Soleil “Kela” Feinberg of Haiku, Maui was committed to receive mental health treatment at the Hawaii State Hospital in 2018. Contributed by the Feinberg family

But when Feinberg arrived in Hawaii in June 2017, the complaint claims that CAMHD unilaterally transferred her to the Adult Mental Health Division over the protests of her parents. AMHD did not offer Feinberg residential nor intensive outpatient mental health services. Rather, it reduced her treatment to just a few hours per week of in-home therapy, according to the lawsuit.

“We knew that there were deep problems within the Hawaii mental health system,” said David Feinberg, Kela’s father. “We felt that there was something deeply wrong and almost criminal about it.”

Due to this rollback of services, Feinberg’s condition deteriorated to the point where no treatment program would take her and in 2018 she twice assaulted staff members at Molokini due to her psychosis, the lawsuit claims. In December 2018, Feinberg was committed to the Hawaii State Hospital, where she remains following a judge’s determination that she is incapable of participating in court proceedings. 

“The doctors that we’ve talked to are convinced that when she came home in the summer of 2017 she was fragile, but with the appropriate services she could have had a much, much better outcome than what she has today,” said Tom Helper, director of litigation at Lawyers for Equal Justice.

“And it was the state’s failure to provide the services that is the central cause of her condition today and her institutionalization at the State Hospital, an institutionalization that at this point has no end in sight.”

Kela’s mother Victoria Feinberg said the entire family’s mental, physical and emotional health has suffered due to the trauma of five years spent trying to navigate a state mental health system so starved for resources. 

“If Kela had gotten the treatment she needed, none of this would have happened,” said Kela’s mother Victoria Feinberg. “The state basically ignored me and all the warning signs.”
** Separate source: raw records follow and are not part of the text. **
//! Document processing pipeline: cleanup, chunking, and orchestration.

pub mod chunking;
pub mod service;
pub mod types;

pub use service::{DocumentApi, DocumentService};
pub use types::{
    ChunkingError, Decision, HealthSnapshot, IngestOutcome, MatchHit, ProcessingError,
    QueryOutcome, QueryRequest,
};
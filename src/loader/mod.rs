//! Format detection and plain-text extraction for uploaded documents.
//!
//! Loaders are pure conversions: raw bytes plus a declared format in, extracted
//! text and whatever metadata the format exposes out. Nothing is retained
//! between calls and malformed input is reported immediately, without retries.

mod docx;
mod email;
mod pdf;

use serde_json::{Map, Value};
use std::path::Path;
use thiserror::Error;

/// Errors raised while converting an uploaded file into plain text.
#[derive(Debug, Error)]
pub enum LoaderError {
    /// The file extension does not correspond to a supported format.
    #[error("Unsupported file format: {0}")]
    UnsupportedFormat(String),
    /// The file claimed a supported format but could not be parsed.
    #[error("Failed to parse {format} document: {message}")]
    Parse {
        /// Format that was being parsed.
        format: &'static str,
        /// Underlying parser diagnostic.
        message: String,
    },
}

/// Document formats accepted by the ingestion pipeline.
#[derive(Debug, Clone, Copy, PartialEq, Eq)]
pub enum DocumentFormat {
    /// Portable Document Format (`.pdf`).
    Pdf,
    /// Office Open XML word-processing document (`.docx`).
    Docx,
    /// RFC 2822 email message (`.eml`).
    Email,
    /// Plain UTF-8 text (`.txt`).
    Text,
}

impl DocumentFormat {
    /// Determine the format from a filename extension.
    pub fn from_filename(filename: &str) -> Result<Self, LoaderError> {
        let extension = Path::new(filename)
            .extension()
            .and_then(|ext| ext.to_str())
            .map(str::to_lowercase)
            .unwrap_or_default();
        match extension.as_str() {
            "pdf" => Ok(Self::Pdf),
            "docx" => Ok(Self::Docx),
            "eml" => Ok(Self::Email),
            "txt" => Ok(Self::Text),
            other => Err(LoaderError::UnsupportedFormat(format!(".{other}"))),
        }
    }

    /// Stable lowercase name used in responses and persisted metadata.
    pub fn as_str(self) -> &'static str {
        match self {
            Self::Pdf => "pdf",
            Self::Docx => "docx",
            Self::Email => "email",
            Self::Text => "text",
        }
    }
}

/// Extracted text plus format-specific metadata for an uploaded document.
#[derive(Debug, Clone)]
pub struct LoadedDocument {
    /// Plain text recovered from the file.
    pub text: String,
    /// Format-specific metadata (email headers, document properties).
    pub metadata: Map<String, Value>,
}

/// Convert raw file bytes of the given format into plain text.
///
/// PDF extraction is CPU-bound and runs on the blocking pool; the remaining
/// formats decode inline.
pub async fn extract_text(
    format: DocumentFormat,
    bytes: Vec<u8>,
) -> Result<LoadedDocument, LoaderError> {
    match format {
        DocumentFormat::Pdf => pdf::extract(bytes).await,
        DocumentFormat::Docx => docx::extract(&bytes),
        DocumentFormat::Email => email::extract(&bytes),
        DocumentFormat::Text => Ok(LoadedDocument {
            text: String::from_utf8_lossy(&bytes).into_owned(),
            metadata: Map::new(),
        }),
    }
}
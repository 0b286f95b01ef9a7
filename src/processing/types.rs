//! Core data types and error definitions for the processing pipeline.

use crate::embedding::EmbeddingError;
use crate::loader::LoaderError;
use crate::query::QueryInfo;
use crate::query::synthesis::LlmError;
use crate::store::StoreError;
use serde::Serialize;
use serde_json::{Map, Value};
use thiserror::Error;

/// Errors produced while turning raw text into chunks.
#[derive(Debug, Error)]
pub enum ChunkingError {
    /// Ingestion configured an impossible window size.
    #[error("chunk size must be greater than zero")]
    InvalidChunkSize,
}

/// Errors emitted by the document processing pipeline.
#[derive(Debug, Error)]
pub enum ProcessingError {
    /// Uploaded file could not be converted to text.
    #[error("Failed to load document: {0}")]
    Loader(#[from] LoaderError),
    /// Chunking step failed to segment the document.
    #[error("Failed to chunk document: {0}")]
    Chunking(#[from] ChunkingError),
    /// Embedding provider failed to produce vectors.
    #[error("Failed to generate embeddings: {0}")]
    Embedding(#[from] EmbeddingError),
    /// Document store interaction failed.
    #[error("Document store failure: {0}")]
    Store(#[from] StoreError),
    /// Answer synthesis failed after bounded retries.
    #[error("Answer synthesis failed: {0}")]
    Llm(#[from] LlmError),
    /// Query text was empty after trimming.
    #[error("Query must not be empty")]
    EmptyQuery,
}

impl ProcessingError {
    /// Whether the error was caused by the caller's input rather than a
    /// downstream failure.
    pub fn is_client_error(&self) -> bool {
        matches!(self, Self::Loader(_) | Self::EmptyQuery)
    }
}

/// Summary of a completed ingestion.
#[derive(Debug, Clone)]
pub struct IngestOutcome {
    /// Identifier assigned to the stored document.
    pub document_id: String,
    /// Number of chunks indexed for the document.
    pub chunk_count: usize,
    /// Chunk window size used during processing.
    pub chunk_size: usize,
    /// Chunks skipped within the request due to duplicate content.
    pub skipped_duplicates: usize,
    /// Format-specific metadata captured by the loader.
    pub metadata: Map<String, Value>,
}

/// Parameters supplied to the query pipeline.
#[derive(Debug, Clone)]
pub struct QueryRequest {
    /// Natural-language query text.
    pub query: String,
    /// Optional override for the number of chunks to retrieve.
    pub top_k: Option<usize>,
    /// Optional override for the minimum similarity score.
    pub score_threshold: Option<f32>,
}

/// A retrieved chunk surfaced to API consumers.
#[derive(Debug, Clone, Serialize)]
#[serde(rename_all = "camelCase")]
pub struct MatchHit {
    /// Identifier of the matching chunk.
    pub chunk_id: String,
    /// Identifier of the chunk's parent document.
    pub document_id: String,
    /// Original filename of the parent document, when known.
    #[serde(skip_serializing_if = "Option::is_none")]
    pub source: Option<String>,
    /// Position of the chunk within its document.
    pub ordinal: usize,
    /// Chunk text content.
    pub text: String,
    /// Similarity score, highest first in a result list.
    pub score: f32,
}

/// Coverage decision derived from the query attributes and retrieval results.
#[derive(Debug, Clone, Serialize)]
#[serde(rename_all = "camelCase")]
pub struct Decision {
    /// Whether matching policy material was found.
    pub approved: bool,
    /// Human-readable grounds for the decision.
    pub reason: String,
    /// Attribute-specific detail entries.
    pub details: Map<String, Value>,
}

/// Full result of a processed query.
#[derive(Debug, Clone, Serialize)]
#[serde(rename_all = "camelCase")]
pub struct QueryOutcome {
    /// Synthesized or extractive answer text.
    pub answer: String,
    /// Structured attributes extracted from the query.
    pub query_info: QueryInfo,
    /// Retrieved chunks ordered by similarity.
    pub matches: Vec<MatchHit>,
    /// Coverage decision for the query.
    pub decision: Decision,
    /// Mean similarity score of the retrieved chunks, zero when none matched.
    pub confidence: f32,
    /// Human-readable justification lines for the decision.
    pub justification: Vec<String>,
}

/// Liveness snapshot reported by the health endpoint.
#[derive(Debug, Clone, Serialize)]
#[serde(rename_all = "camelCase")]
pub struct HealthSnapshot {
    /// Fixed status marker.
    pub status: &'static str,
    /// Number of documents currently in the store.
    pub documents: usize,
    /// Number of chunks currently in the store.
    pub chunks: usize,
}
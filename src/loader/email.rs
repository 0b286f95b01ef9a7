//! Email (`.eml`) text extraction.
//!
//! Mirrors the usual mail-client behavior: prefer the first `text/plain` part
//! of a multipart message, otherwise fall back to the top-level body. Subject,
//! sender, recipient, and date headers are captured as document metadata.

use super::{LoadedDocument, LoaderError};
use mailparse::{MailHeaderMap, ParsedMail};
use serde_json::{Map, Value};

pub(super) fn extract(bytes: &[u8]) -> Result<LoadedDocument, LoaderError> {
    let mail = mailparse::parse_mail(bytes).map_err(parse_error)?;

    let mut metadata = Map::new();
    for (key, header) in [
        ("subject", "Subject"),
        ("from", "From"),
        ("to", "To"),
        ("date", "Date"),
    ] {
        if let Some(value) = mail.headers.get_first_value(header) {
            metadata.insert(key.to_string(), Value::String(value));
        }
    }

    let body = match first_text_plain(&mail) {
        Some(part) => part.get_body().map_err(parse_error)?,
        None => mail.get_body().map_err(parse_error)?,
    };

    Ok(LoadedDocument {
        text: body,
        metadata,
    })
}

fn first_text_plain<'a, 'b>(mail: &'a ParsedMail<'b>) -> Option<&'a ParsedMail<'b>> {
    if mail.ctype.mimetype.eq_ignore_ascii_case("text/plain") {
        return Some(mail);
    }
    mail.subparts.iter().find_map(first_text_plain)
}

fn parse_error(err: mailparse::MailParseError) -> LoaderError {
    LoaderError::Parse {
        format: "email",
        message: err.to_string(),
    }
}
The Lawyers for Justice report, titled “Young Minds At Risk,” is based on first-hand accounts from more than a dozen youth and their families, multiple interviews with state-contracted service providers, comments from former and current state officials and a review of thousands of pages of state policy documents and procedural manuals.

It cites a problem identified in 2013 by a statewide Juvenile Justice Working Group that found an “urgent need for enhanced access to mental health and substance abuse treatments.” It’s a problem the report claims has still not been solved.

The report identifies numerous contributing factors: delays in access to treatment, a shortage of mental health services providers, disagreements within the system over the criteria students must meet to receive treatment and a tendency to overlook more concealed mental health symptoms of disorders including anxiety or depression in which youth tend to display fewer external warning signs.

“The DOE’s systematic failure to identify students with mental health care needs seems to be the primary reason that the number of youth registered with CAMHD is lower than it should be,” the report concludes.

The issue of adolescents “aging out” of CAMHD  at age 18 is just the tip of an iceberg of problems that need to be addressed within the greater system, Geminiani said.

“We are committed to making a change slowly but surely and our decision to bring this lawsuit on behalf of one particular client is just an indication to the state that we are there for the long haul,” Geminiani said. “We will continue as clients come forward to tell us their horror stories to deal with those horror stories and they will be confronted with lawsuit after lawsuit after lawsuit.”